10. Omdat de rechtbank het beroep gegrond zal verklaren, zal zij bepalen dat verweerder aan eisers het door hen betaalde griffierecht vergoedt.
11. De rechtbank veroordeelt verweerder in de door eisers gemaakte proceskosten. Deze kosten stelt de rechtbank op grond van het Besluit proceskosten bestuursrecht voor de door een derde beroepsmatig verleende rechtsbijstand vast op € 2.004,– (1 punt voor het indienen van het bezwaarschrift, 1 punt voor het verschijnen ter hoorzitting, 1 punt voor het indienen van het beroepschrift, 1 punt voor het verschijnen ter zitting, met een waarde per punt van € 501,– en een wegingsfactor 1).
Beslissing
De rechtbank:
- verklaart het beroep gegrond;
- vernietigt het bestreden besluit, voor zover verweerder overeenkomstig het advies van TOG Nederland B.V. een planschadevergoeding heeft toegekend van € 2.200,–te vermeerderen met wettelijke rente vanaf de datum van ontvangst van de aanvraag om tegemoetkoming en;
- vernietigt het met een besluit gelijk te stellen niet-tijdig besluit op het verzoek van eisers om de proceskosten voor de bezwaarfase te vergoeden;
- herroept het primaire besluit;
- bepaalt dat de aanvraag van eisers om tegemoetkoming in geleden planschade, ingediend op 2 mei 2016, wordt toegewezen conform het advies van Thorbecke, op basis van taxatie en na aftrek van normaal maatschappelijk risico, tot een bedrag van € 16.000,– (zegge: zestienduizend euro), te vermeerderen met de wettelijke rente vanaf de datum dat de aanvraag is ingediend tot aan de dag van volledige betaling van de tegemoetkoming aan eisers;
- bepaalt dat deze uitspraak in de plaats treedt van de vernietigde gedeelten van het bestreden besluit;
- draagt verweerder op het betaalde griffierecht van € 168,– (zegge: honderdachtenzestig euro) aan eisers te vergoeden;
- veroordeelt verweerder in de proceskosten van eisers tot een bedrag van € 2.004,– (zegge: tweeduizendvier euro).
Deze uitspraak is gedaan door mr.

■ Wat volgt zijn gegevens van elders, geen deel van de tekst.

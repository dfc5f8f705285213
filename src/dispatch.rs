use async_trait::async_trait;
use chrono::{DateTime, Utc};
use schemars::JsonSchema;
use serde::{Deserialize, Serialize};
use serde_json::{Map, Value};
use thiserror::Error;
use uuid::Uuid;

use crate::node::FlowNodeKind;
use crate::runtime::RuntimeGraph;

/// How an invocation runs. `Test` unlocks the internal node trace for the
/// owning team; everything else behaves identically.
#[derive(Debug, Clone, Copy, PartialEq, Eq, Serialize, Deserialize, JsonSchema)]
#[serde(rename_all = "lowercase")]
pub enum RunMode {
    Normal,
    Test,
}

/// Identity and mode for one invocation, passed explicitly on every call so
/// nested plugin runs observe the same identity as their parent. `variables`
/// carries whatever pass-through fields the parent's own invocation held.
#[derive(Debug, Clone, Serialize, Deserialize, JsonSchema)]
pub struct InvocationContext {
    /// Correlation id shared by a workflow run and every plugin nested
    /// under it.
    pub run_id: String,
    pub team_id: String,
    /// Team-membership id of the calling principal.
    pub tmb_id: String,
    pub mode: RunMode,
    #[serde(default, skip_serializing_if = "Map::is_empty")]
    pub variables: Map<String, Value>,
    /// Plugin nesting depth, starting at 0 for a top-level workflow.
    #[serde(default)]
    pub depth: usize,
}

impl InvocationContext {
    pub fn new(team_id: impl Into<String>, tmb_id: impl Into<String>, mode: RunMode) -> Self {
        Self {
            run_id: Uuid::new_v4().to_string(),
            team_id: team_id.into(),
            tmb_id: tmb_id.into(),
            mode,
            variables: Map::new(),
            depth: 0,
        }
    }

    pub fn with_variables(mut self, variables: Map<String, Value>) -> Self {
        self.variables = variables;
        self
    }

    /// The context a nested dispatch runs under: same identity, same mode,
    /// one level deeper.
    pub fn nested(&self) -> Self {
        let mut ctx = self.clone();
        ctx.depth += 1;
        ctx
    }
}

/// What the dispatcher reports back for one executed node.
#[derive(Debug, Clone, Serialize, Deserialize, JsonSchema)]
pub struct NodeResponse {
    pub node_id: String,
    pub kind: FlowNodeKind,
    pub name: String,
    /// Cost charged for this node. Non-negative by contract.
    #[serde(default)]
    pub total_points: f64,
    /// Present only on `PluginOutput` nodes: the value the plugin returns.
    #[serde(default, skip_serializing_if = "Option::is_none")]
    pub plugin_output: Option<Map<String, Value>>,
    #[serde(default, skip_serializing_if = "Option::is_none")]
    pub module_logo: Option<String>,
    pub started: DateTime<Utc>,
    pub finished: DateTime<Utc>,
}

impl NodeResponse {
    pub fn new(node_id: impl Into<String>, kind: FlowNodeKind, name: impl Into<String>) -> Self {
        let now = Utc::now();
        Self {
            node_id: node_id.into(),
            kind,
            name: name.into(),
            total_points: 0.0,
            plugin_output: None,
            module_logo: None,
            started: now,
            finished: now,
        }
    }

    pub fn with_points(mut self, points: f64) -> Self {
        self.total_points = points;
        self
    }

    pub fn with_output(mut self, output: Map<String, Value>) -> Self {
        self.plugin_output = Some(output);
        self
    }
}

/// One accounting entry attributing cost to a named unit of work.
#[derive(Debug, Clone, PartialEq, Serialize, Deserialize, JsonSchema)]
pub struct UsageRecord {
    pub module_name: String,
    pub total_points: f64,
    pub model: String,
    pub tokens: u64,
}

/// Everything a completed dispatch yields: per-node responses in execution
/// order, the usage ledger, and any assistant-visible partial responses.
#[derive(Debug, Clone, Default, Serialize, Deserialize, JsonSchema)]
pub struct DispatchResult {
    pub node_responses: Vec<NodeResponse>,
    #[serde(default, skip_serializing_if = "Vec::is_empty")]
    pub usages: Vec<UsageRecord>,
    #[serde(default, skip_serializing_if = "Vec::is_empty")]
    pub assistant_responses: Vec<Value>,
}

/// Failure of a whole graph run. There is no partial success: the first
/// unrecovered node failure aborts the invocation.
#[derive(Debug, Clone, Error, Serialize, Deserialize, JsonSchema)]
pub enum DispatchError {
    #[error("node `{node_id}` failed: {message}")]
    NodeFailed { node_id: String, message: String },

    #[error("graph run timed out after {0}s")]
    Timeout(u64),

    #[error("dispatch error: {0}")]
    Internal(String),
}

/// The generic graph-execution engine this layer delegates to. It owns
/// scheduling, per-node retries, timeouts and cancellation; when it meets a
/// nested plugin node it calls back into
/// [`PluginRunner::run_plugin`](crate::runner::PluginRunner::run_plugin),
/// which is how plugins recurse.
#[async_trait]
pub trait Dispatcher: Send + Sync {
    async fn execute(
        &self,
        graph: RuntimeGraph,
        ctx: &InvocationContext,
    ) -> Result<DispatchResult, DispatchError>;
}
//! Plugin-as-subworkflow execution.
//!
//! A plugin is a stored node graph exposed as a callable unit. Invoking one
//! inside a parent workflow means resolving and authorizing its identifier,
//! loading the stored definition, materializing a one-shot runtime graph
//! with the caller's parameters bound onto the plugin's input node, handing
//! that graph to the generic [`dispatch::Dispatcher`], and folding the
//! dispatch result back into the parent node's result shape. Plugins nest:
//! the dispatcher calls back into [`runner::PluginRunner`] when it meets a
//! plugin node, bounded by [`runner::MAX_PLUGIN_DEPTH`].

pub mod dispatch;
pub mod error;
pub mod identity;
pub mod node;
pub mod permission;
pub mod plugin;
pub mod runner;
pub mod runtime;
pub mod store;

pub use dispatch::{
    DispatchError, DispatchResult, Dispatcher, InvocationContext, NodeResponse, RunMode,
    UsageRecord,
};
pub use error::PluginError;
pub use identity::{PluginIdentity, PluginSource, split_plugin_id};
pub use node::{EdgeStatus, FlowNodeKind, NodeInput, RuntimeEdge, RuntimeNode, StoredEdge, StoredNode};
pub use permission::{AllowAllPermissions, Capability, InMemoryPermissions, PermissionGate};
pub use plugin::PluginDefinition;
pub use runner::{MAX_PLUGIN_DEPTH, PluginNodeResponse, PluginRunResult, PluginRunner};
pub use runtime::{RuntimeGraph, build_runtime_graph};
pub use store::{InMemoryPluginStore, PluginStore};
use schemars::JsonSchema;
use serde::{Deserialize, Serialize};

use crate::node::{FlowNodeKind, StoredEdge, StoredNode};

/// Immutable stored snapshot of a plugin: its node graph plus the metadata
/// the aggregator needs (owning team, display name, avatar). Loaded fresh
/// per invocation; this layer never caches definitions.
#[derive(Debug, Clone, Serialize, Deserialize, JsonSchema)]
pub struct PluginDefinition {
    pub id: String,
    pub team_id: String,
    pub name: String,
    #[serde(default, skip_serializing_if = "Option::is_none")]
    pub avatar: Option<String>,
    pub nodes: Vec<StoredNode>,
    #[serde(default, skip_serializing_if = "Vec::is_empty")]
    pub edges: Vec<StoredEdge>,
}

impl PluginDefinition {
    pub fn new(
        id: impl Into<String>,
        team_id: impl Into<String>,
        name: impl Into<String>,
    ) -> Self {
        Self {
            id: id.into(),
            team_id: team_id.into(),
            name: name.into(),
            avatar: None,
            nodes: Vec::new(),
            edges: Vec::new(),
        }
    }

    pub fn with_avatar(mut self, avatar: impl Into<String>) -> Self {
        self.avatar = Some(avatar.into());
        self
    }

    pub fn with_node(mut self, node: StoredNode) -> Self {
        self.nodes.push(node);
        self
    }

    pub fn with_edge(mut self, edge: StoredEdge) -> Self {
        self.edges.push(edge);
        self
    }

    /// The node caller parameters bind onto. A well-formed definition has at
    /// most one; the first match wins.
    pub fn input_node(&self) -> Option<&StoredNode> {
        self.nodes.iter().find(|n| n.kind == FlowNodeKind::PluginInput)
    }
}

#[cfg(test)]
mod tests {
    use super::*;
    use serde_json::json;

    #[test]
    fn input_node_lookup() {
        let plugin = PluginDefinition::new("p1", "team-a", "demo")
            .with_node(StoredNode::new("t1", FlowNodeKind::Tool, "tool"))
            .with_node(
                StoredNode::new("in1", FlowNodeKind::PluginInput, "input")
                    .with_input("query", json!("")),
            );
        assert_eq!(plugin.input_node().unwrap().id, "in1");
    }

    #[test]
    fn no_input_node_is_none() {
        let plugin = PluginDefinition::new("p1", "team-a", "demo")
            .with_node(StoredNode::new("t1", FlowNodeKind::Tool, "tool"));
        assert!(plugin.input_node().is_none());
    }

    #[test]
    fn definitions_round_trip_as_json() {
        let plugin = PluginDefinition::new("p1", "team-a", "demo")
            .with_avatar("/icons/demo.svg")
            .with_node(StoredNode::new("in1", FlowNodeKind::PluginInput, "input"))
            .with_node(StoredNode::new("out1", FlowNodeKind::PluginOutput, "output"))
            .with_edge(StoredEdge::new("in1", "out1"));
        let json = serde_json::to_string(&plugin).unwrap();
        let back: PluginDefinition = serde_json::from_str(&json).unwrap();
        assert_eq!(back.nodes.len(), 2);
        assert_eq!(back.edges[0].target, "out1");
        assert_eq!(back.avatar.as_deref(), Some("/icons/demo.svg"));
    }
}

M.W. de Jonge, rechter, in aanwezigheid van mr. D.H. ter Beek, griffier. De beslissing is in het openbaar uitgesproken op 25 juni 2018.
griffier rechter
Afschrift verzonden aan partijen op:

Rechtsmiddel

Tegen deze uitspraak kan binnen zes weken na de dag van verzending daarvan hoger beroep worden ingesteld bij de Afdeling bestuursrechtspraak van de Raad van State. Als hoger beroep is ingesteld, kan bij de voorzieningenrechter van de hogerberoepsrechter worden verzocht om het treffen van een voorlopige voorziening.